_Problem statement_
Below are records. Find each line in them that holds the word "ViewportRenderer" and copy it.

_Records for processing_
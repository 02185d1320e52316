//! PM2.5 overlay rasterization.
//!
//! One call to [`ViewportRenderer::render`] produces the complete overlay for
//! the current view. The pipeline per redraw:
//!
//! 1. project every marker once;
//! 2. derive the cell size from the zoom level;
//! 3. per sample: project, cull against the padded viewport, drop samples
//!    under a marker's avoidance radius;
//! 4. color through the band table, boost saturation, apply the fixed alpha;
//! 5. fill a square cell, later samples overwriting earlier ones.

use serde::{Deserialize, Serialize};
use tracing::debug;

use crate::color::Rgba;
use crate::data::{Marker, Sample};
use crate::error::{Error, Result};
use crate::framebuffer::Framebuffer;
use crate::geometry::{Point, Rect};
use crate::projection::Projection;
use crate::scale::ColorBands;
use crate::transform::ViewTransform;

/// Fixed rendering constants of the overlay.
#[derive(Debug, Clone, Copy, PartialEq, Serialize, Deserialize)]
#[serde(default)]
pub struct OverlayStyle {
    /// Cell side in pixels at scale 1.
    pub base_cell_size: f32,
    /// Samples strictly closer than this (screen pixels) to a marker are
    /// not drawn.
    pub marker_avoid_radius: f32,
    /// Alpha written into every covered pixel.
    pub alpha: u8,
    /// RGB multiplier applied to band colors.
    pub saturation_boost: f32,
}

impl Default for OverlayStyle {
    fn default() -> Self {
        Self {
            base_cell_size: 2.0,
            marker_avoid_radius: 8.0,
            alpha: 180,
            saturation_boost: 1.1,
        }
    }
}

impl OverlayStyle {
    /// Reject non-finite or non-positive sizes, radius and boost.
    ///
    /// # Errors
    ///
    /// [`Error::InvalidStyle`] naming the first offending field.
    pub fn validate(&self) -> Result<()> {
        let fields = [
            ("base_cell_size", self.base_cell_size),
            ("marker_avoid_radius", self.marker_avoid_radius),
            ("saturation_boost", self.saturation_boost),
        ];
        match fields.iter().find(|(_, v)| !(v.is_finite() && *v > 0.0)) {
            Some((name, value)) => Err(Error::InvalidStyle(format!(
                "{name} must be finite and positive, got {value}"
            ))),
            None => Ok(()),
        }
    }
}

/// Per-redraw counters.
#[derive(Debug, Clone, Copy, PartialEq, Eq, Default)]
pub struct RenderStats {
    /// Samples painted.
    pub rendered: usize,
    /// Samples the projection could not place.
    pub off_map: usize,
    /// Samples outside the padded viewport.
    pub culled: usize,
    /// Samples hidden by a marker.
    pub near_marker: usize,
    /// Cell side used for this redraw.
    pub cell_size: u32,
}

/// Project `(lon, lat)` through `projection`, then through `transform`.
///
/// Returns `None` when the projection cannot place the point.
pub fn project<P>(lon: f64, lat: f64, projection: &P, transform: &ViewTransform) -> Option<Point>
where
    P: Projection + ?Sized,
{
    projection
        .project(lon, lat)
        .filter(|p| p.is_finite())
        .map(|p| transform.apply(p))
}

/// Paints the sample field into a pixel buffer for one view.
///
/// # Example
///
/// ```
/// use pm25_map::data::Sample;
/// use pm25_map::geometry::Point;
/// use pm25_map::render::ViewportRenderer;
/// use pm25_map::transform::ViewTransform;
///
/// let flat = |lon: f64, lat: f64| Some(Point::new(lon as f32, lat as f32));
/// let samples = [Sample::new(20.0, 30.0, 12.0)];
///
/// let fb = ViewportRenderer::default()
///     .render(&samples, &[], &flat, &ViewTransform::IDENTITY, 64, 64)
///     .unwrap();
///
/// assert_eq!(fb.get_pixel(30, 20).unwrap().a, 180);
/// ```
#[derive(Debug, Clone, Default)]
pub struct ViewportRenderer {
    bands: ColorBands,
    style: OverlayStyle,
}

impl ViewportRenderer {
    /// Create a renderer with a band table and style.
    ///
    /// # Errors
    ///
    /// [`Error::InvalidStyle`] if `style` fails [`OverlayStyle::validate`].
    pub fn new(bands: ColorBands, style: OverlayStyle) -> Result<Self> {
        style.validate()?;
        Ok(Self { bands, style })
    }

    /// The band table.
    #[must_use]
    pub fn bands(&self) -> &ColorBands {
        &self.bands
    }

    /// The rendering constants.
    #[must_use]
    pub fn style(&self) -> &OverlayStyle {
        &self.style
    }

    /// Cell side for a zoom level: `max(1, round(base * scale))`.
    #[must_use]
    pub fn cell_size(&self, scale: f32) -> u32 {
        (self.style.base_cell_size * scale).round().max(1.0) as u32
    }

    /// Final pixel color for a sample value.
    #[must_use]
    pub fn sample_color(&self, value: Option<f32>) -> Rgba {
        self.bands
            .color_for(value)
            .boosted(self.style.saturation_boost)
            .with_alpha(self.style.alpha)
    }

    /// Render into a fresh `width × height` buffer.
    ///
    /// # Errors
    ///
    /// Returns an error if the drawing surface has a zero dimension.
    pub fn render<P>(
        &self,
        samples: &[Sample],
        markers: &[Marker],
        projection: &P,
        transform: &ViewTransform,
        width: u32,
        height: u32,
    ) -> Result<Framebuffer>
    where
        P: Projection + ?Sized,
    {
        let mut fb = Framebuffer::new(width, height)?;
        self.render_into(&mut fb, samples, markers, projection, transform);
        Ok(fb)
    }

    /// Render into an existing buffer, replacing all of its contents.
    pub fn render_into<P>(
        &self,
        fb: &mut Framebuffer,
        samples: &[Sample],
        markers: &[Marker],
        projection: &P,
        transform: &ViewTransform,
    ) -> RenderStats
    where
        P: Projection + ?Sized,
    {
        fb.clear(Rgba::TRANSPARENT);

        let cell_size = self.cell_size(transform.scale);
        let mut stats = RenderStats {
            cell_size,
            ..RenderStats::default()
        };

        let marker_positions: Vec<Point> = markers
            .iter()
            .filter_map(|m| project(m.longitude, m.latitude, projection, transform))
            .collect();

        let viewport = Rect::new(0.0, 0.0, fb.width() as f32, fb.height() as f32)
            .inflate(cell_size as f32);
        let avoid_radius = self.style.marker_avoid_radius;

        for sample in samples {
            let Some(screen) = project(sample.longitude, sample.latitude, projection, transform)
            else {
                stats.off_map += 1;
                continue;
            };

            if !viewport.contains(screen) {
                stats.culled += 1;
                continue;
            }

            if marker_positions.iter().any(|m| screen.distance(*m) < avoid_radius) {
                stats.near_marker += 1;
                continue;
            }

            fb.fill_cell(screen, cell_size, self.sample_color(sample.reading()));
            stats.rendered += 1;
        }

        debug!(
            rendered = stats.rendered,
            culled = stats.culled,
            off_map = stats.off_map,
            near_marker = stats.near_marker,
            scale = transform.scale,
            "overlay rendered"
        );

        stats
    }
}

_Written response_
//! One call to [`ViewportRenderer::render`] produces the complete overlay for
/// use pm25_map::render::ViewportRenderer;
/// let fb = ViewportRenderer::default()
pub struct ViewportRenderer {
impl ViewportRenderer {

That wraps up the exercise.